The US Army conducted field experiments of rice blast fungus in the 1960s on the Japanese island of Okinawa, according to a Sunday report by the Kyodo News Agency. (Getty Images)
TOKYO — The US Army conducted field experiments of biological weapons, which could harm rice cropping, in the Japanese island of Okinawa in the early 1960s, a press report said Sunday.
The same experiments were also conducted on the US mainland and in Taiwan, Kyodo News Agency reported, citing US military documents it said it had obtained.
The US is “believed to have had China and Southeast Asia in mind in developing such crop-harming agents,” the report stated.
In the tests conducted at least a dozen times between 1961 and 1962, rice blast fungus was released over rice fields and data was collected on how it affected rice production, Kyodo said, citing the documents.
Rice blast disease causes lesions to form on the plant, threatening the crop.
The fungus, which is known to occur in 85 countries, is estimated to destroy enough rice to feed 60 million people each year.
The US government decided in 1969 to discard all biological weapons in its possession, Kyodo said. In 1975, an international convention against production and possession of biological weapons came into force.
Okinawa was under post-World War II US rule until 1972.
The US government has previously disclosed information about chemical and biological warfare tests at sea and on land in such places as Puerto Rico, Hawaii and Utah.
The obtained documents mention test sites including Nago and Shuri, both in Okinawa, but it is not known whether the experiments were conducted within the premises of US bases there, Kyodo said.
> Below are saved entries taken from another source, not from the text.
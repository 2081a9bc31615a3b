use axum::{routing::get, Router};
use tower_http::cors::CorsLayer;

/// Adds the health check and a permissive CORS layer (any origin, method and header).
pub fn app(router: Router) -> Router {
    Router::new()
        .route("/health", get(|| async { "ok" }))
        .merge(router)
        .layer(CorsLayer::permissive())
}
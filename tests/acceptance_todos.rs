mod common;

use axum::body::Body;
use axum::http::Request;
use common::{app, call, read_json, request, send, BASE};
use serde_json::json;
use tagged_todos::infrastructure::seed;

#[tokio::test]
async fn acceptance_create_list_get_update_delete() {
    let (app, _store) = app().await;

    // create
    let res = request(&app, "POST", "/todos/", Some(json!({ "title": "Test", "order": 2 }))).await;
    assert_eq!(res.status(), 201);
    let location = res.headers().get("location").unwrap().to_str().unwrap().to_string();
    let body = read_json(res).await;
    let id = body["id"].as_i64().unwrap();
    assert_eq!(location, format!("{BASE}/todos/{id}"));
    assert_eq!(body, json!({ "id": id, "title": "Test", "completed": false, "order": 2, "tags": [], "url": location }));

    // list
    let list = call(&app, "GET", "/todos/", None, 200).await;
    assert_eq!(list.as_array().unwrap().len(), 1);
    assert_eq!(list[0]["url"], location);

    // get
    let got = call(&app, "GET", &format!("/todos/{id}"), None, 200).await;
    assert_eq!(got["title"], "Test");

    // update
    let updated = call(&app, "PATCH", &format!("/todos/{id}"), Some(json!({ "completed": true })), 200).await;
    assert_eq!(updated["completed"], true);
    assert_eq!(updated["title"], "Test");
    assert_eq!(updated["order"], 2);

    // delete
    call(&app, "DELETE", &format!("/todos/{id}"), None, 204).await;

    // get 404
    let err = call(&app, "GET", &format!("/todos/{id}"), None, 404).await;
    assert_eq!(err, json!({ "error": "Todo not found" }));
    call(&app, "DELETE", &format!("/todos/{id}"), None, 404).await;
    call(&app, "PATCH", &format!("/todos/{id}"), Some(json!({ "title": "x" })), 404).await;
}

#[tokio::test]
async fn routes_work_without_trailing_slash() {
    let (app, _store) = app().await;
    call(&app, "POST", "/todos", Some(json!({ "title": "a" })), 201).await;
    assert_eq!(call(&app, "GET", "/todos", None, 200).await.as_array().unwrap().len(), 1);
}

#[tokio::test]
async fn title_is_validated() {
    let (app, _store) = app().await;
    let err = call(&app, "POST", "/todos/", Some(json!({ "order": 1 })), 400).await;
    assert_eq!(err["error"], "'title' is a required field");
    let err = call(&app, "POST", "/todos/", Some(json!({ "title": "" })), 400).await;
    assert_eq!(err["error"], "'title' must be a str with at least one char");
    call(&app, "POST", "/todos/", Some(json!({ "title": 5 })), 400).await;
    call(&app, "POST", "/todos/", Some(json!({ "title": "ok", "completed": "yes" })), 400).await;
    assert!(call(&app, "GET", "/todos/", None, 200).await.as_array().unwrap().is_empty());

    let created = call(&app, "POST", "/todos/", Some(json!({ "title": "ok" })), 201).await;
    let id = created["id"].as_i64().unwrap();
    call(&app, "PATCH", &format!("/todos/{id}"), Some(json!({ "title": "" })), 400).await;
    call(&app, "PATCH", &format!("/todos/{id}"), Some(json!({ "order": "first" })), 400).await;
    assert_eq!(call(&app, "GET", &format!("/todos/{id}"), None, 200).await["title"], "ok");
}

#[tokio::test]
async fn invalid_id_is_bad_request() {
    let (app, _store) = app().await;
    let err = call(&app, "GET", "/todos/abc", None, 400).await;
    assert_eq!(err["error"], "invalid id");
}

#[tokio::test]
async fn link_scenario() {
    let (app, _store) = app().await;
    let a = call(&app, "POST", "/todos/", Some(json!({ "title": "A", "order": 1 })), 201).await;
    let urgent = call(&app, "POST", "/tags/", Some(json!({ "title": "urgent" })), 201).await;
    let (a_id, tag_id) = (a["id"].as_i64().unwrap(), urgent["id"].as_i64().unwrap());

    call(&app, "POST", &format!("/todos/{a_id}/tags/"), Some(json!({ "id": tag_id })), 204).await;

    let todo = call(&app, "GET", &format!("/todos/{a_id}"), None, 200).await;
    assert_eq!(todo["tags"], json!([{ "id": tag_id, "title": "urgent" }]));
    let tag = call(&app, "GET", &format!("/tags/{tag_id}"), None, 200).await;
    assert_eq!(tag["todos"], json!([{ "id": a_id, "title": "A", "completed": false, "order": 1 }]));

    let tags = call(&app, "GET", &format!("/todos/{a_id}/tags/"), None, 200).await;
    assert_eq!(tags, json!([{ "id": tag_id, "title": "urgent", "url": format!("{BASE}/tags/{tag_id}") }]));

    call(&app, "DELETE", &format!("/todos/{a_id}"), None, 204).await;
    assert_eq!(call(&app, "GET", &format!("/tags/{tag_id}"), None, 200).await["todos"], json!([]));
}

#[tokio::test]
async fn linking_missing_entities_is_not_found() {
    let (app, _store) = app().await;
    let todo = call(&app, "POST", "/todos/", Some(json!({ "title": "t" })), 201).await;
    let id = todo["id"].as_i64().unwrap();
    let err = call(&app, "POST", &format!("/todos/{id}/tags/"), Some(json!({ "id": 77 })), 404).await;
    assert_eq!(err["error"], "Tag not found");
    call(&app, "POST", "/todos/999/tags/", Some(json!({ "id": 1 })), 404).await;
    call(&app, "POST", &format!("/todos/{id}/tags/"), Some(json!({})), 400).await;
    call(&app, "POST", &format!("/todos/{id}/tags/"), Some(json!({ "id": "x1" })), 400).await;
}

#[tokio::test]
async fn link_accepts_numeric_string_id() {
    let (app, _store) = app().await;
    let id = call(&app, "POST", "/todos/", Some(json!({ "title": "t" })), 201).await["id"].as_i64().unwrap();
    let tag = call(&app, "POST", "/tags/", Some(json!({ "title": "g" })), 201).await["id"].as_i64().unwrap();

    call(&app, "POST", &format!("/todos/{id}/tags/"), Some(json!({ "id": tag.to_string() })), 204).await;
    let tags = call(&app, "GET", &format!("/todos/{id}"), None, 200).await["tags"].clone();
    assert_eq!(tags, json!([{ "id": tag, "title": "g" }]));
}

#[tokio::test]
async fn tag_listing_of_missing_todo_is_empty() {
    let (app, _store) = app().await;
    call(&app, "GET", "/todos/41", None, 404).await;
    assert_eq!(call(&app, "GET", "/todos/41/tags/", None, 200).await, json!([]));
}

#[tokio::test]
async fn unlinking_tags() {
    let (app, _store) = app().await;
    let id = call(&app, "POST", "/todos/", Some(json!({ "title": "t" })), 201).await["id"].as_i64().unwrap();
    let a = call(&app, "POST", "/tags/", Some(json!({ "title": "a" })), 201).await["id"].as_i64().unwrap();
    let b = call(&app, "POST", "/tags/", Some(json!({ "title": "b" })), 201).await["id"].as_i64().unwrap();
    for tag in [a, b, a] {
        call(&app, "POST", &format!("/todos/{id}/tags/"), Some(json!({ "id": tag })), 204).await;
    }
    assert_eq!(call(&app, "GET", &format!("/todos/{id}/tags/"), None, 200).await.as_array().unwrap().len(), 2);

    call(&app, "DELETE", &format!("/todos/{id}/tags/{a}"), None, 204).await;
    let tags = call(&app, "GET", &format!("/todos/{id}/tags/"), None, 200).await;
    assert_eq!(tags[0]["id"], b);
    assert_eq!(tags.as_array().unwrap().len(), 1);

    call(&app, "DELETE", &format!("/todos/{id}/tags/"), None, 204).await;
    assert_eq!(call(&app, "GET", &format!("/todos/{id}/tags/"), None, 200).await, json!([]));
    assert_eq!(call(&app, "GET", "/tags/", None, 200).await.as_array().unwrap().len(), 2);
}

#[tokio::test]
async fn delete_all_todos_clears_links() {
    let (app, _store) = app().await;
    let id = call(&app, "POST", "/todos/", Some(json!({ "title": "t" })), 201).await["id"].as_i64().unwrap();
    let tag = call(&app, "POST", "/tags/", Some(json!({ "title": "g" })), 201).await["id"].as_i64().unwrap();
    call(&app, "POST", &format!("/todos/{id}/tags/"), Some(json!({ "id": tag })), 204).await;

    call(&app, "DELETE", "/todos/", None, 204).await;
    assert_eq!(call(&app, "GET", "/todos/", None, 200).await, json!([]));
    let tags = call(&app, "GET", "/tags/", None, 200).await;
    assert_eq!(tags[0]["title"], "g");
    assert_eq!(tags[0]["todos"], json!([]));
    assert_eq!(call(&app, "GET", &format!("/tags/{tag}/todos/"), None, 200).await, json!([]));
}

#[tokio::test]
async fn seeded_store_serves_default_todos() {
    let (app, store) = app().await;
    assert!(seed::populate_if_empty(&store).await.unwrap());
    let todos = call(&app, "GET", "/todos/", None, 200).await;
    let titles: Vec<_> = todos.as_array().unwrap().iter().map(|t| t["title"].as_str().unwrap().to_string()).collect();
    assert_eq!(titles, vec!["build an API", "?????", "profit!"]);
    assert!(!seed::populate_if_empty(&store).await.unwrap());
}

#[tokio::test]
async fn health() {
    let (app, _store) = app().await;
    let res = request(&app, "GET", "/health", None).await;
    assert_eq!(res.status(), 200);
}

#[tokio::test]
async fn malformed_json_body_is_bad_request() {
    let (app, _store) = app().await;
    let req = Request::builder()
        .method("POST")
        .uri("/todos/")
        .header("content-type", "application/json")
        .body(Body::from("{"))
        .unwrap();
    let res = send(&app, req).await;
    assert_eq!(res.status(), 400);
    assert!(read_json(res).await["error"].is_string());

    let req = Request::builder().method("POST").uri("/tags/").body(Body::from("{}")).unwrap();
    let res = send(&app, req).await;
    assert_eq!(res.status(), 415);
    assert!(read_json(res).await["error"].is_string());
    assert!(call(&app, "GET", "/todos/", None, 200).await.as_array().unwrap().is_empty());
}

#[tokio::test]
async fn cors_preflight_and_simple_requests() {
    let (app, _store) = app().await;
    let req = Request::builder()
        .method("OPTIONS")
        .uri("/todos/")
        .header("origin", "http://example.com")
        .header("access-control-request-method", "POST")
        .header("access-control-request-headers", "content-type")
        .body(Body::empty())
        .unwrap();
    let res = send(&app, req).await;
    assert_eq!(res.status(), 200);
    assert_eq!(res.headers().get("access-control-allow-origin").unwrap(), "*");
    assert!(res.headers().contains_key("access-control-allow-methods"));

    let req = Request::builder()
        .method("GET")
        .uri("/tags/")
        .header("origin", "http://example.com")
        .body(Body::empty())
        .unwrap();
    let res = send(&app, req).await;
    assert_eq!(res.status(), 200);
    assert_eq!(res.headers().get("access-control-allow-origin").unwrap(), "*");
}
In the field tests, the Army “used a midget duster to release inoculum alongside fields in Okinawa and Taiwan,” measuring dosages at different distances and the effect on crop production, the documents said.
A separate document said, “Field tests for stem rust of wheat and rice blast disease were begun at several sites in the (US) midwest and south and in Okinawa with partial success in the accumulation of useful data,” according to Kyodo.